Stored data entries

'''

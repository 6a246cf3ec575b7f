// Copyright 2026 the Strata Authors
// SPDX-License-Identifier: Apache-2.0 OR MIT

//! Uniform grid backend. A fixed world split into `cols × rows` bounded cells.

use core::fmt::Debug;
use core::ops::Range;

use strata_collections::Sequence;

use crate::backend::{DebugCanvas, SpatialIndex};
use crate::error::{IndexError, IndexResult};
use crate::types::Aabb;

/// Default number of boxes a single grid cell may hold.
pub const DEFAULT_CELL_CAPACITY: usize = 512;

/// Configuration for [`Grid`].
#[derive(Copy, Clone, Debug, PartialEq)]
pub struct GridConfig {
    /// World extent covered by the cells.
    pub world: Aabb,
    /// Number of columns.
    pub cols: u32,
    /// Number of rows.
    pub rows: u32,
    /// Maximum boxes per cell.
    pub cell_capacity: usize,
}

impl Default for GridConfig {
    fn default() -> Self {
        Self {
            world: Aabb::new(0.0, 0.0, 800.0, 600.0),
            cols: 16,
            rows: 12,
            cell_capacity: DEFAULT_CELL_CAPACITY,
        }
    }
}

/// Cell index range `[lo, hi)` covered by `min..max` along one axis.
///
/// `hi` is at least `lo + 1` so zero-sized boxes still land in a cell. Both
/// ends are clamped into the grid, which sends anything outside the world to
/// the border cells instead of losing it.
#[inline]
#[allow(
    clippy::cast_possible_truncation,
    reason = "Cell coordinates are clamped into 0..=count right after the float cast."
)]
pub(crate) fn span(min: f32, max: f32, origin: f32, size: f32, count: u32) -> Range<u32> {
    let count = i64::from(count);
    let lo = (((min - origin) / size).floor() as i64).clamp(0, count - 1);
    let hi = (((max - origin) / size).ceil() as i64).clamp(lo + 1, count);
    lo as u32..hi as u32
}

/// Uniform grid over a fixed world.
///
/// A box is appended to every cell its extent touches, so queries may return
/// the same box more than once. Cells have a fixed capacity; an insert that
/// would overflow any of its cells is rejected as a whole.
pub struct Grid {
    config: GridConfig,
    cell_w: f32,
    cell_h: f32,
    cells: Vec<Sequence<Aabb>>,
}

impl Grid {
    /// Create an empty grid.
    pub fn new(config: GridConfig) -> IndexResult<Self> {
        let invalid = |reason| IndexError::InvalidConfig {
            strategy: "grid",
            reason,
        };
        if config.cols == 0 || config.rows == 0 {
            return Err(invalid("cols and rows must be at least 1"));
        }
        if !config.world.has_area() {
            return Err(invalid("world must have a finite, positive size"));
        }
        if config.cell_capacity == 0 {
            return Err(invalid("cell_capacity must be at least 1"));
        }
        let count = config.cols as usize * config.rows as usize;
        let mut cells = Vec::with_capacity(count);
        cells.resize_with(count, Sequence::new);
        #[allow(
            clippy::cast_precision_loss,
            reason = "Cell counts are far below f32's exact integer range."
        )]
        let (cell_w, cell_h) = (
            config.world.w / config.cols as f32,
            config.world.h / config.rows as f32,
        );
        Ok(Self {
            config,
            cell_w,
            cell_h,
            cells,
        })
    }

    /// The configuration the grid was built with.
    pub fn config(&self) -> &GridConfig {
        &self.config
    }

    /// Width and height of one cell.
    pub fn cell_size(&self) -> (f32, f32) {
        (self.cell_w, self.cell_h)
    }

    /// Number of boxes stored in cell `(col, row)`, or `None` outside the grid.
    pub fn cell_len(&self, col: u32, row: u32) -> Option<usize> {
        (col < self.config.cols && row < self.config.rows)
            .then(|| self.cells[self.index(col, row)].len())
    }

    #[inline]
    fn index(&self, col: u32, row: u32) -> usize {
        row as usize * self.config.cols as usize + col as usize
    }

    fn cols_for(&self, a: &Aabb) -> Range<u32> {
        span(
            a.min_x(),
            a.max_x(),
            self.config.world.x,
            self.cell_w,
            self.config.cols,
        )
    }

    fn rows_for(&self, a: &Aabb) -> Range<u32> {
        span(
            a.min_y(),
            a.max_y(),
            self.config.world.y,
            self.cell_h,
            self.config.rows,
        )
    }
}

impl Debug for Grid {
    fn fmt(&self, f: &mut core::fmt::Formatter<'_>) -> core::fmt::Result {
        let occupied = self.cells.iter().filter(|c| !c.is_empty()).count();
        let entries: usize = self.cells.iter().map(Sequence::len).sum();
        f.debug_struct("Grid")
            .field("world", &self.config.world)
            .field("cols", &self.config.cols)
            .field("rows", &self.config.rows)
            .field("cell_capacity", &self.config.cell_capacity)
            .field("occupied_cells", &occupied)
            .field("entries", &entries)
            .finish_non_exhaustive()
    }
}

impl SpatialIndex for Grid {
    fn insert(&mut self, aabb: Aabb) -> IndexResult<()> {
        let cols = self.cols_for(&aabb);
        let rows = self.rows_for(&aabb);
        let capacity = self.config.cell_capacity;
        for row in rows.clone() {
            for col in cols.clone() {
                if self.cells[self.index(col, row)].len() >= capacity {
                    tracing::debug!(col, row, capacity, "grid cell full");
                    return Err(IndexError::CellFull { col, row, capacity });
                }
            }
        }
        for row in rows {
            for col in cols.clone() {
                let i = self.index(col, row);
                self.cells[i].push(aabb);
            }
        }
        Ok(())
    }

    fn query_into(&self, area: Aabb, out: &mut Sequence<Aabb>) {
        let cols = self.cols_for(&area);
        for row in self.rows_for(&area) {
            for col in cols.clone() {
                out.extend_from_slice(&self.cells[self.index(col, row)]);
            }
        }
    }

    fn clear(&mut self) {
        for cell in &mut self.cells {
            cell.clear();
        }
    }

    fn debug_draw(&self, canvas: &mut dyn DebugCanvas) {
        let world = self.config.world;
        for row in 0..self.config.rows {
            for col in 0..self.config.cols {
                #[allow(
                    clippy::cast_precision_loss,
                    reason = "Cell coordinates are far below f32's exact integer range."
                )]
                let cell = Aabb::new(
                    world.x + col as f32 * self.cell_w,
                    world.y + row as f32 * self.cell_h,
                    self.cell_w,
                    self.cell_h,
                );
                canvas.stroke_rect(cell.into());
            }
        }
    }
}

'''

Exercise goal — Only lines containing the string "Uniform" belong in the answer; find them in the data above and copy them.

Result of this exercise —
//! Uniform grid backend. A fixed world split into `cols × rows` bounded cells.
/// Uniform grid over a fixed world.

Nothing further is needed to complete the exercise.